-------- DATA SUPPLIED --------

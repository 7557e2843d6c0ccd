//! mpv backend
//!
//! Each camera gets its own mpv process embedded into the camera's surface
//! with `--wid`. Geometry and stream changes go over mpv's JSON IPC socket so
//! a resize never restarts the process.

use serde_json::{Value, json};
use std::io::{BufRead, BufReader, Write};
use std::os::unix::net::UnixStream;
use std::path::PathBuf;
use std::process::{Child, Command, Stdio};
use std::time::{Duration, Instant};
use tracing::{debug, info, trace, warn};

use super::{Attachment, Player, Stream};
use crate::config::{PlayerConfig, WindowConfig};
use crate::error::PlayerError;
use crate::layout::{Rect, Size};

/// How often to look for the IPC socket while mpv starts up
const READY_POLL: Duration = Duration::from_millis(50);

/// mpv process rendering one camera
///
/// Keeps the default no-op `redraw`: mpv owns its child window and repaints
/// it on expose by itself.
pub struct MpvPlayer {
    surface: u32,
    main_url: String,
    sub_url: Option<String>,
    socket_path: PathBuf,
    child: Option<Child>,
    ipc: Option<UnixStream>,
    /// Url currently loaded, if any
    loaded: Option<String>,
}

impl MpvPlayer {
    /// Start mpv inside `surface` and wait until its IPC socket accepts commands
    pub fn spawn(
        surface: u32,
        window: &WindowConfig,
        player: &PlayerConfig,
    ) -> Result<Self, PlayerError> {
        let socket_path = socket_path(surface);
        let _ = std::fs::remove_file(&socket_path);

        let args = command_args(surface, &socket_path, window, player);
        debug!("Spawning {} {:?}", player.binary, args);

        let mut child = Command::new(&player.binary)
            .args(&args)
            .stdin(Stdio::null())
            .stdout(Stdio::null())
            .stderr(Stdio::inherit())
            .spawn()
            .map_err(|source| PlayerError::Spawn {
                binary: player.binary.clone(),
                source,
            })?;

        let ipc = match wait_for_socket(&mut child, &socket_path, player.startup_timeout_ms) {
            Ok(stream) => stream,
            Err(e) => {
                let _ = child.kill();
                let _ = child.wait();
                let _ = std::fs::remove_file(&socket_path);
                return Err(e);
            }
        };

        spawn_reply_drain(surface, &ipc)?;
        info!("Player for surface {} ready (pid {})", surface, child.id());

        let mut player = Self {
            surface,
            main_url: window.main.clone(),
            sub_url: window.sub.clone(),
            socket_path,
            child: Some(child),
            ipc: Some(ipc),
            loaded: None,
        };
        player.send(&json!({ "command": ["disable_event", "all"] }))?;
        Ok(player)
    }

    fn send(&mut self, command: &Value) -> Result<(), PlayerError> {
        let Some(ipc) = self.ipc.as_mut() else {
            return Ok(());
        };
        let mut line = serde_json::to_vec(command).map_err(std::io::Error::from)?;
        line.push(b'\n');
        ipc.write_all(&line)?;
        Ok(())
    }

    fn url_for(&self, stream: Stream) -> &str {
        match stream {
            Stream::Main => &self.main_url,
            Stream::Sub => self.sub_url.as_deref().unwrap_or(&self.main_url),
        }
    }
}

impl Player for MpvPlayer {
    fn attach(&mut self, attachment: &Attachment) -> Result<(), PlayerError> {
        let mut commands = geometry_commands(attachment);

        let url = self.url_for(attachment.stream).to_string();
        if self.loaded.as_deref() != Some(url.as_str()) {
            debug!("Surface {} loading {:?} stream", self.surface, attachment.stream);
            commands.push(json!({ "command": ["loadfile", url, "replace"] }));
            self.loaded = Some(url);
        }

        for command in &commands {
            self.send(command)?;
        }
        Ok(())
    }

    fn release(&mut self) {
        if self.ipc.is_some() {
            if let Err(e) = self.send(&json!({ "command": ["quit"] })) {
                trace!("Player {} quit request failed: {}", self.surface, e);
            }
        }
        self.ipc = None;

        if let Some(mut child) = self.child.take() {
            let _ = child.kill();
            let _ = child.wait();
            debug!("Player for surface {} stopped", self.surface);
        }

        let _ = std::fs::remove_file(&self.socket_path);
    }
}

impl Drop for MpvPlayer {
    fn drop(&mut self) {
        self.release();
    }
}

fn socket_path(surface: u32) -> PathBuf {
    let runtime_dir = dirs::runtime_dir().unwrap_or_else(std::env::temp_dir);
    runtime_dir.join(format!(
        "x-ipc-viewer-{}-{}.sock",
        std::process::id(),
        surface
    ))
}

fn command_args(
    surface: u32,
    socket_path: &std::path::Path,
    window: &WindowConfig,
    player: &PlayerConfig,
) -> Vec<String> {
    let mut args = vec![
        format!("--wid={}", surface),
        format!("--input-ipc-server={}", socket_path.display()),
        "--idle=yes".to_string(),
        "--force-window=yes".to_string(),
        "--really-quiet".to_string(),
        "--no-osc".to_string(),
        "--osd-level=0".to_string(),
        "--input-default-bindings=no".to_string(),
        "--input-vo-keyboard=no".to_string(),
        "--input-cursor=no".to_string(),
        "--cursor-autohide=no".to_string(),
    ];

    if player.gpu {
        args.push("--vo=gpu".to_string());
        args.push("--hwdec=auto".to_string());
    } else {
        args.push("--vo=x11".to_string());
        args.push("--hwdec=no".to_string());
    }

    if window.low_latency {
        args.push("--profile=low-latency".to_string());
        args.push("--untimed".to_string());
    }

    args.extend(window.flags.iter().cloned());
    args
}

/// Property updates placing the active stream inside its region
fn geometry_commands(attachment: &Attachment) -> Vec<Value> {
    let (left, right, top, bottom) = margin_ratios(attachment.active_rect(), attachment.size);
    vec![
        json!({ "command": ["set_property", "background-color", format!("#{:06x}", attachment.background & 0xffffff)] }),
        json!({ "command": ["set_property", "video-margin-ratio-left", left] }),
        json!({ "command": ["set_property", "video-margin-ratio-right", right] }),
        json!({ "command": ["set_property", "video-margin-ratio-top", top] }),
        json!({ "command": ["set_property", "video-margin-ratio-bottom", bottom] }),
    ]
}

/// Fraction of the surface left free on each side of `rect`
fn margin_ratios(rect: Rect, size: Size) -> (f64, f64, f64, f64) {
    if size.width == 0 || size.height == 0 || rect.is_empty() {
        return (0.0, 0.0, 0.0, 0.0);
    }
    let w = size.width as f64;
    let h = size.height as f64;
    let left = rect.x as f64 / w;
    let top = rect.y as f64 / h;
    let right = (w - rect.x as f64 - rect.width as f64) / w;
    let bottom = (h - rect.y as f64 - rect.height as f64) / h;
    (
        left.clamp(0.0, 1.0),
        right.clamp(0.0, 1.0),
        top.clamp(0.0, 1.0),
        bottom.clamp(0.0, 1.0),
    )
}

fn wait_for_socket(
    child: &mut Child,
    socket_path: &std::path::Path,
    timeout_ms: u64,
) -> Result<UnixStream, PlayerError> {
    let deadline = Instant::now() + Duration::from_millis(timeout_ms);
    loop {
        if let Ok(stream) = UnixStream::connect(socket_path) {
            return Ok(stream);
        }
        if let Some(status) = child.try_wait()? {
            return Err(PlayerError::Ipc(std::io::Error::other(format!(
                "player exited during startup ({})",
                status
            ))));
        }
        if Instant::now() >= deadline {
            return Err(PlayerError::Timeout(timeout_ms));
        }
        std::thread::sleep(READY_POLL);
    }
}

/// mpv answers every command; read the replies so its socket never fills up
fn spawn_reply_drain(surface: u32, ipc: &UnixStream) -> Result<(), PlayerError> {
    let reader = ipc.try_clone()?;
    std::thread::Builder::new()
        .name(format!("mpv-ipc-{}", surface))
        .spawn(move || {
            for line in BufReader::new(reader).lines() {
                match line {
                    Ok(line) => trace!("mpv[{}]: {}", surface, line),
                    Err(e) => {
                        warn!("mpv[{}] ipc read failed: {}", surface, e);
                        break;
                    }
                }
            }
            trace!("mpv[{}] ipc closed", surface);
        })?;
    Ok(())
}

#[cfg(test)]
mod tests {
    use super::*;

    fn attachment(stream: Stream) -> Attachment {
        Attachment {
            surface: 42,
            size: Size::new(800, 600),
            main: Rect::new(0, 0, 800, 600),
            sub: Rect::new(200, 150, 400, 300),
            background: 0x102030,
            stream,
        }
    }

    #[test]
    fn test_command_args() {
        let window = WindowConfig {
            main: "rtsp://cam/main".into(),
            flags: vec!["--no-audio".into()],
            low_latency: true,
            ..Default::default()
        };
        let player = PlayerConfig {
            gpu: true,
            ..Default::default()
        };
        let args = command_args(42, std::path::Path::new("/tmp/s.sock"), &window, &player);

        assert_eq!(args[0], "--wid=42");
        assert_eq!(args[1], "--input-ipc-server=/tmp/s.sock");
        assert!(args.contains(&"--hwdec=auto".to_string()));
        assert!(args.contains(&"--profile=low-latency".to_string()));
        assert_eq!(args.last().map(String::as_str), Some("--no-audio"));
    }

    #[test]
    fn test_cpu_output() {
        let args = command_args(
            1,
            std::path::Path::new("/tmp/s.sock"),
            &WindowConfig::default(),
            &PlayerConfig::default(),
        );
        assert!(args.contains(&"--vo=x11".to_string()));
        assert!(!args.iter().any(|a| a.starts_with("--profile")));
    }

    #[test]
    fn test_margin_ratios() {
        let a = attachment(Stream::Sub);
        assert_eq!(margin_ratios(a.active_rect(), a.size), (0.25, 0.25, 0.25, 0.25));

        let a = attachment(Stream::Main);
        assert_eq!(margin_ratios(a.active_rect(), a.size), (0.0, 0.0, 0.0, 0.0));

        assert_eq!(
            margin_ratios(Rect::new(0, 0, 10, 10), Size::new(0, 0)),
            (0.0, 0.0, 0.0, 0.0)
        );
    }

    #[test]
    fn test_geometry_commands_background() {
        let commands = geometry_commands(&attachment(Stream::Main));
        assert_eq!(commands.len(), 5);
        assert_eq!(commands[0]["command"][2], "#102030");
    }

    #[test]
    fn test_spawn_missing_binary() {
        let player = PlayerConfig {
            binary: "/nonexistent/x-ipc-viewer-player".into(),
            ..Default::default()
        };
        let result = MpvPlayer::spawn(7, &WindowConfig::default(), &player);
        assert!(matches!(result, Err(PlayerError::Spawn { .. })));
    }
}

--------

EXERCISE PROMPT:
In the entries above, find each line with the word "push" and return it.

EXERCISE RESPONSE:
        line.push(b'\n');
            commands.push(json!({ "command": ["loadfile", url, "replace"] }));
        args.push("--vo=gpu".to_string());
        args.push("--hwdec=auto".to_string());
        args.push("--vo=x11".to_string());
        args.push("--hwdec=no".to_string());
        args.push("--profile=low-latency".to_string());
        args.push("--untimed".to_string());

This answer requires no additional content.